Bruchstück einer Ausstellung

Fünf Objekte aus dem KZ Sachsenhausen im Regionalmuseum Oberhavel

  • Andreas Fritsche
  • Lesedauer: 3 Min.

Kurz vor der Befreiung des Konzentrationslagers Sachsenhausen tauschte so mancher Wachmann Brot gegen Häftlingskleidung, um sich zu tarnen und einer Bestrafung für die verübten Verbrechen zu entgehen. Doch wohin mit der eigenen Uniform? SS-Unterscharführer Johannes Patzke hat Hose, Hemd, Stiefel und Schulterklappen nebst Dokumenten in einem Kübel auf dem Gelände des SS-Truppenlagers von Sachsenhausen vergraben. 2019 sei der Kübel bei der Suche nach Blindgängern entdeckt worden, berichtet Mareike Otters von der Stiftung brandenburgische Gedenkstätten. Zwei Jahre hat sie mit etlichen Kollegen an dem Ausstellungsprojekt »Bruchstücke ’45« gearbeitet.

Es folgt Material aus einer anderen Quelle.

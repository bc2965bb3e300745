use std::io::{self, BufRead};
use std::time::Duration;

use anyhow::{bail, Context, Result};
use log::{info, trace, warn};

use thinkgear_rs::device::{ByteStream, SerialDevice};
use thinkgear_rs::session::{ThinkGearConfig, ThinkGearSession};
use thinkgear_rs::sim::SimulatedHeadset;
use thinkgear_rs::types::ThinkGearEvent;

/// How often the session is polled.  At 57600 baud this is ~115 bytes,
/// well under the read buffer.
const POLL_INTERVAL: Duration = Duration::from_millis(20);

/// Value following `flag` on the command line, e.g. `--port /dev/rfcomm1`.
///
/// `Ok(None)` if the flag is absent; an error if it has no value or is
/// followed by another flag.
fn arg_value<'a>(args: &'a [String], flag: &str) -> Result<Option<&'a str>> {
    let Some(i) = args.iter().position(|a| a == flag) else {
        return Ok(None);
    };
    match args.get(i + 1) {
        Some(value) if !value.starts_with("--") => Ok(Some(value.as_str())),
        _ => bail!("{flag} requires a value"),
    }
}

#[tokio::main]
async fn main() -> Result<()> {
    // ── Logging ───────────────────────────────────────────────────────────────
    // Set RUST_LOG=debug for verbose output, e.g.:
    //   RUST_LOG=thinkgear_rs=debug cargo run -- --simulate
    env_logger::Builder::from_env(env_logger::Env::default().default_filter_or("info")).init();

    // ── Configuration ─────────────────────────────────────────────────────────
    // Precedence: --port / --baud, then THINKGEAR_PORT, then platform default.
    let args: Vec<String> = std::env::args().skip(1).collect();
    let simulate = args.iter().any(|a| a == "--simulate");
    let json = args.iter().any(|a| a == "--json");

    let mut config = ThinkGearConfig::default();
    if let Ok(port) = std::env::var("THINKGEAR_PORT") {
        config.port = port;
    }
    if let Some(port) = arg_value(&args, "--port")? {
        config.port = port.to_owned();
    }
    if let Some(baud) = arg_value(&args, "--baud")? {
        config.baud_rate = baud
            .parse()
            .with_context(|| format!("invalid --baud value {baud:?}"))?;
    }

    let device: Box<dyn ByteStream> = if simulate {
        info!("Simulation mode: no hardware will be opened");
        Box::new(SimulatedHeadset::new())
    } else {
        Box::new(SerialDevice::new())
    };

    info!("Using {} @ {} baud", config.port, config.baud_rate);
    let mut session = ThinkGearSession::new(device, config);
    let mut sub = session.subscribe_all();

    info!("Press Ctrl-C or type 'q' + Enter to quit.");
    info!("Commands (type + Enter):");
    info!("  q  – quit");
    info!("  c  – close the session (sends disconnect)");
    info!("  o  – reopen a closed session");
    info!("  f  – flush the port and drop any partial packet");

    // ── Stdin command loop ────────────────────────────────────────────────────
    // Lines are read on a dedicated OS thread and relayed over a channel so
    // the main loop never blocks on stdin.
    let (line_tx, mut line_rx) = tokio::sync::mpsc::unbounded_channel::<String>();

    std::thread::spawn(move || {
        let stdin = io::stdin();
        for line in stdin.lock().lines() {
            match line {
                Ok(l) => {
                    if line_tx.send(l.trim().to_owned()).is_err() {
                        break;
                    }
                }
                Err(_) => break,
            }
        }
    });

    // ── Main poll loop ────────────────────────────────────────────────────────
    let mut ticker = tokio::time::interval(POLL_INTERVAL);
    let ctrl_c = tokio::signal::ctrl_c();
    tokio::pin!(ctrl_c);

    loop {
        tokio::select! {
            _ = &mut ctrl_c => {
                info!("Interrupted.");
                break;
            }
            Some(line) = line_rx.recv() => {
                match line.as_str() {
                    "" => {}
                    "q" => {
                        info!("Quit requested.");
                        break;
                    }
                    "c" => {
                        info!("Closing session …");
                        session.close();
                    }
                    "o" => {
                        info!("Reopening session …");
                        session.reopen();
                    }
                    "f" => {
                        info!("Flushing …");
                        session.flush();
                    }
                    other => info!("Unknown command '{other}'"),
                }
            }
            _ = ticker.tick() => {
                session.poll();
                while let Ok(event) = sub.rx.try_recv() {
                    if json {
                        println!("{}", serde_json::to_string(&event)?);
                    } else {
                        print_event(&event, &session);
                    }
                }
            }
        }
    }

    session.close();
    let stats = session.decoder_stats();
    info!(
        "Session finished: {} packets, {} checksum errors, {} length errors",
        stats.packets, stats.checksum_errors, stats.length_errors
    );
    Ok(())
}

fn print_event<D: ByteStream>(event: &ThinkGearEvent, session: &ThinkGearSession<D>) {
    match event {
        // Raw samples arrive at 512 Hz; only log them when asked to.
        ThinkGearEvent::Raw(o) => trace!("[RAW] {:+6}", o.raw),
        ThinkGearEvent::Power(o) => println!("[POWER]      {}", o.power),
        ThinkGearEvent::PoorSignal(o) => println!("[SIGNAL]     poor={}", o.poor_signal),
        ThinkGearEvent::HeartRate(o) => println!("[HEART]      {} bpm", o.heart_rate),
        ThinkGearEvent::BlinkStrength(o) => println!("[BLINK]      {}", o.blink_strength),
        ThinkGearEvent::Attention(o) => println!("[ATTENTION]  {}", o.attention),
        ThinkGearEvent::Meditation(o) => println!("[MEDITATION] {}", o.meditation),
        ThinkGearEvent::Eeg(_) => println!("[EEG]        {}", session.bands()),
        ThinkGearEvent::Connecting(_) => info!("Dongle in standby, requesting autoconnect …"),
        ThinkGearEvent::Ready(_) => info!("✅  Headset connected"),
        ThinkGearEvent::Error(msg) => warn!("❌  {msg}"),
    }
}

#[cfg(test)]
mod tests {
    use super::*;

    fn args(list: &[&str]) -> Vec<String> {
        list.iter().map(|s| s.to_string()).collect()
    }

    #[test]
    fn flag_value_is_returned() {
        let a = args(&["--simulate", "--port", "/dev/rfcomm1", "--json"]);
        assert_eq!(arg_value(&a, "--port").unwrap(), Some("/dev/rfcomm1"));
        assert_eq!(arg_value(&a, "--baud").unwrap(), None);
    }

    #[test]
    fn trailing_flag_without_value_is_rejected() {
        let a = args(&["--json", "--baud"]);
        let err = arg_value(&a, "--baud").unwrap_err();
        assert!(err.to_string().contains("--baud"));
    }

    #[test]
    fn flag_followed_by_flag_is_rejected() {
        let a = args(&["--port", "--json"]);
        assert!(arg_value(&a, "--port").is_err());
    }
}
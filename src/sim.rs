//! A synthetic ThinkGear headset that speaks the real wire protocol.
//!
//! Useful for demos and end-to-end tests without hardware:
//!
//! 1. On open the dongle reports standby (`0xD4`).
//! 2. When the host writes the autoconnect command (`0xC2`) it reports
//!    the headset as connected (`0xD0`) and starts streaming.
//! 3. Every poll (`available()` call) produces one tick of data:
//!    [`RAW_PER_TICK`] raw-sample packets, and every [`TICKS_PER_SECOND`]
//!    ticks one eSense packet (poor signal, EEG powers, attention,
//!    meditation).  A blink is reported every few seconds.
//! 4. Writing the disconnect command (`0xC1`) stops the stream.
//!
//! Output is fully deterministic: it depends only on the tick count.

use std::collections::VecDeque;
use std::f64::consts::PI;

use log::debug;

use crate::device::{ByteStream, DeviceError};
use crate::protocol::{
    encode_eeg_power, encode_packet, encode_row, CODE_ASIC_EEG_POWER, CODE_ATTENTION,
    CODE_BLINK_STRENGTH, CODE_HEADSET_CONNECTED, CODE_MEDITATION, CODE_POOR_SIGNAL,
    CODE_RAW_SIGNAL, CODE_STANDBY, COMMAND_AUTOCONNECT, COMMAND_DISCONNECT,
};

/// Raw-sample packets produced per tick.
pub const RAW_PER_TICK: usize = 10;

/// Ticks between eSense packets.
pub const TICKS_PER_SECOND: u64 = 50;

/// Encoded size of one tick of raw packets (`AA AA 04 80 02 hi lo chk`).
const TICK_BYTES: usize = RAW_PER_TICK * 8;

/// Raw sample rate the simulator pretends to run at.
const RAW_HZ: f64 = RAW_PER_TICK as f64 * TICKS_PER_SECOND as f64;

#[derive(Debug, Clone, Copy, PartialEq, Eq)]
enum LinkState {
    Closed,
    Standby,
    Streaming,
}

/// Synthetic headset implementing [`ByteStream`].
#[derive(Debug)]
pub struct SimulatedHeadset {
    state: LinkState,
    output: VecDeque<u8>,
    tick: u64,
    sample: u64,
}

impl SimulatedHeadset {
    pub fn new() -> Self {
        Self {
            state: LinkState::Closed,
            output: VecDeque::new(),
            tick: 0,
            sample: 0,
        }
    }

    pub fn is_streaming(&self) -> bool {
        self.state == LinkState::Streaming
    }

    fn queue(&mut self, payload: &[u8]) {
        if let Some(packet) = encode_packet(payload) {
            self.output.extend(packet);
        }
    }

    fn queue_tick(&mut self) {
        for _ in 0..RAW_PER_TICK {
            let t = self.sample as f64 / RAW_HZ;
            let raw = sim_raw(t);
            self.queue(&encode_row(CODE_RAW_SIGNAL, &raw.to_be_bytes()));
            self.sample += 1;
        }

        self.tick += 1;
        if self.tick % TICKS_PER_SECOND == 0 {
            let secs = (self.tick / TICKS_PER_SECOND) as f64;
            let mut payload = encode_row(CODE_POOR_SIGNAL, &[0]);
            payload.extend(encode_row(
                CODE_ASIC_EEG_POWER,
                &encode_eeg_power(sim_bands(secs)),
            ));
            payload.extend(encode_row(CODE_ATTENTION, &[sim_esense(secs, 0.0)]));
            payload.extend(encode_row(CODE_MEDITATION, &[sim_esense(secs, 1.3)]));
            self.queue(&payload);

            if (self.tick / TICKS_PER_SECOND) % 4 == 0 {
                let strength = 60 + ((secs * 7.0) as u64 % 120) as u8;
                self.queue(&encode_row(CODE_BLINK_STRENGTH, &[strength]));
            }
        }
    }
}

impl Default for SimulatedHeadset {
    fn default() -> Self {
        Self::new()
    }
}

/// Synthetic raw sample at time `t` seconds: alpha + theta + beta sinusoids.
fn sim_raw(t: f64) -> i16 {
    let alpha = 120.0 * (2.0 * PI * 10.0 * t).sin();
    let theta = 80.0 * (2.0 * PI * 6.0 * t + 0.7).sin();
    let beta = 30.0 * (2.0 * PI * 22.0 * t + 1.9).sin();
    (alpha + theta + beta).round() as i16
}

/// Band magnitudes at `secs`, wandering slowly around typical values.
fn sim_bands(secs: f64) -> [u32; 8] {
    const BASE: [f64; 8] = [
        600_000.0, 400_000.0, 30_000.0, 50_000.0, 25_000.0, 30_000.0, 12_000.0, 8_000.0,
    ];
    let mut out = [0u32; 8];
    for (i, (slot, base)) in out.iter_mut().zip(BASE).enumerate() {
        let wobble = 1.0 + 0.4 * (0.2 * secs + i as f64 * 0.8).sin();
        *slot = (base * wobble) as u32;
    }
    out
}

/// eSense meter in the 20–80 range.
fn sim_esense(secs: f64, phase: f64) -> u8 {
    (50.0 + 30.0 * (0.1 * secs + phase).sin()).round() as u8
}

impl ByteStream for SimulatedHeadset {
    fn open(&mut self, path: &str, baud_rate: u32) -> Result<(), DeviceError> {
        debug!("Simulated headset opened as {path} @ {baud_rate}");
        self.state = LinkState::Standby;
        self.output.clear();
        self.queue(&encode_row(CODE_STANDBY, &[]));
        Ok(())
    }

    fn available(&mut self) -> Result<usize, DeviceError> {
        match self.state {
            LinkState::Closed => return Err(DeviceError::NotOpen),
            // No new data while the reader is more than a tick behind.
            LinkState::Streaming if self.output.len() < TICK_BYTES => self.queue_tick(),
            LinkState::Streaming | LinkState::Standby => {}
        }
        Ok(self.output.len())
    }

    fn read_bytes(&mut self, buf: &mut [u8]) -> Result<usize, DeviceError> {
        if self.state == LinkState::Closed {
            return Err(DeviceError::NotOpen);
        }
        let n = buf.len().min(self.output.len());
        for (slot, byte) in buf.iter_mut().zip(self.output.drain(..n)) {
            *slot = byte;
        }
        Ok(n)
    }

    fn write_byte(&mut self, byte: u8) -> Result<(), DeviceError> {
        match (self.state, byte) {
            (LinkState::Closed, _) => return Err(DeviceError::NotOpen),
            (LinkState::Standby, COMMAND_AUTOCONNECT) => {
                self.queue(&encode_row(CODE_HEADSET_CONNECTED, &[]));
                self.state = LinkState::Streaming;
            }
            (_, COMMAND_DISCONNECT) => self.state = LinkState::Standby,
            (_, other) => debug!("Simulated headset ignoring command 0x{other:02X}"),
        }
        Ok(())
    }

    fn flush(&mut self) -> Result<(), DeviceError> {
        Ok(())
    }

    fn discard_input(&mut self) -> Result<(), DeviceError> {
        Ok(())
    }

    fn close(&mut self) {
        self.state = LinkState::Closed;
        self.output.clear();
    }
}

#[cfg(test)]
mod tests {
    use super::*;
    use crate::parse::FrameDecoder;

    fn drain(sim: &mut SimulatedHeadset) -> Vec<u8> {
        let n = sim.available().unwrap();
        let mut buf = vec![0u8; n];
        let read = sim.read_bytes(&mut buf).unwrap();
        buf.truncate(read);
        buf
    }

    #[test]
    fn handshake_then_stream() {
        let mut sim = SimulatedHeadset::new();
        assert!(sim.available().is_err());
        sim.open("sim", 57_600).unwrap();

        let rows = FrameDecoder::new().feed(&drain(&mut sim));
        assert_eq!(rows.len(), 1);
        assert_eq!(rows[0].code, CODE_STANDBY);
        assert!(drain(&mut sim).is_empty());

        sim.write_byte(COMMAND_AUTOCONNECT).unwrap();
        assert!(sim.is_streaming());

        let rows = FrameDecoder::new().feed(&drain(&mut sim));
        assert_eq!(rows[0].code, CODE_HEADSET_CONNECTED);
        assert_eq!(rows.len(), 1 + RAW_PER_TICK);
        assert!(rows[1..].iter().all(|r| r.code == CODE_RAW_SIGNAL));
    }

    #[test]
    fn esense_packet_once_per_second() {
        let mut sim = SimulatedHeadset::new();
        sim.open("sim", 57_600).unwrap();
        sim.write_byte(COMMAND_AUTOCONNECT).unwrap();

        let mut dec = FrameDecoder::new();
        let mut rows = Vec::new();
        for _ in 0..TICKS_PER_SECOND {
            rows.extend(dec.feed(&drain(&mut sim)));
        }
        let eeg = rows.iter().filter(|r| r.code == CODE_ASIC_EEG_POWER).count();
        assert_eq!(eeg, 1);
        assert_eq!(dec.stats().checksum_errors, 0);
    }

    #[test]
    fn disconnect_stops_stream() {
        let mut sim = SimulatedHeadset::new();
        sim.open("sim", 57_600).unwrap();
        sim.write_byte(COMMAND_AUTOCONNECT).unwrap();
        sim.write_byte(COMMAND_DISCONNECT).unwrap();
        assert!(!sim.is_streaming());
        sim.close();
        assert!(sim.write_byte(COMMAND_AUTOCONNECT).is_err());
    }

    #[test]
    fn bands_stay_positive() {
        for s in 0..100 {
            assert!(sim_bands(s as f64).iter().all(|&v| v > 0 && v < 0x0100_0000));
        }
    }

    #[test]
    fn unread_output_stays_bounded() {
        let mut sim = SimulatedHeadset::new();
        sim.open("sim", 57_600).unwrap();
        sim.write_byte(COMMAND_AUTOCONNECT).unwrap();

        let first = sim.available().unwrap();
        for _ in 0..1_000 {
            assert_eq!(sim.available().unwrap(), first);
        }
        assert!(first < 2 * TICK_BYTES);

        // Reading catches up and the stream resumes.
        let mut buf = vec![0u8; first];
        sim.read_bytes(&mut buf).unwrap();
        let rows = FrameDecoder::new().feed(&drain(&mut sim));
        assert_eq!(rows.len(), RAW_PER_TICK);
    }
}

Je fünf originale Objekte von allen fünf Standorten der Stiftung in Sachsenhausen, Ravensbrück, Brandenburg/Havel, Potsdam und im Belower Wald bei Wittstock wurden dafür verwendet. Gezeigt werden sollte die Ausstellung zuerst 2020 in Sachsenhausen - zum 75. Jahrestag der Befreiung vom Faschismus. Dort war sie auch schon aufgebaut, musste aber wieder eingepackt werden, ohne dass sie ein Besucher zu Gesicht bekam. Die Corona-Pandemie durchkreuzte die Pläne. Erst von Mai bis September 2021 war sie dann im Potsdamer Haus der Brandenburgisch-Preußischen Geschichte zu besichtigen. »Es gibt keinen falschen Zeitpunkt, diese Ausstellung zu eröffnen«, sagte Stiftungsdirektor Axel Drecoll damals. »Sie ist in jedem Jahr und zu jeder Jahreszeit aktuell.« Die fünf einzelnen Module sollten dann ab Oktober noch ein Jahr lang an den Orten gezeigt werden, von denen die Objekte stammen. Wieder lief wegen der anhaltenden Pandemie nicht alles nach Plan. Der Sachsenhausen-Teil befindet sich nun jedoch im Regionalmuseum Oberhavel im Oranienburger Schloss. Dort kann er vom 27. Januar bis zum 15. Mai besichtigt werden, wenn die Corona-Maßnahmen das weiterhin erlauben. Diesmal stimmt der Zeitpunkt auf jeden Fall: Die Eröffnung erfolgt pünktlich zum Holocaust-Gedenktag.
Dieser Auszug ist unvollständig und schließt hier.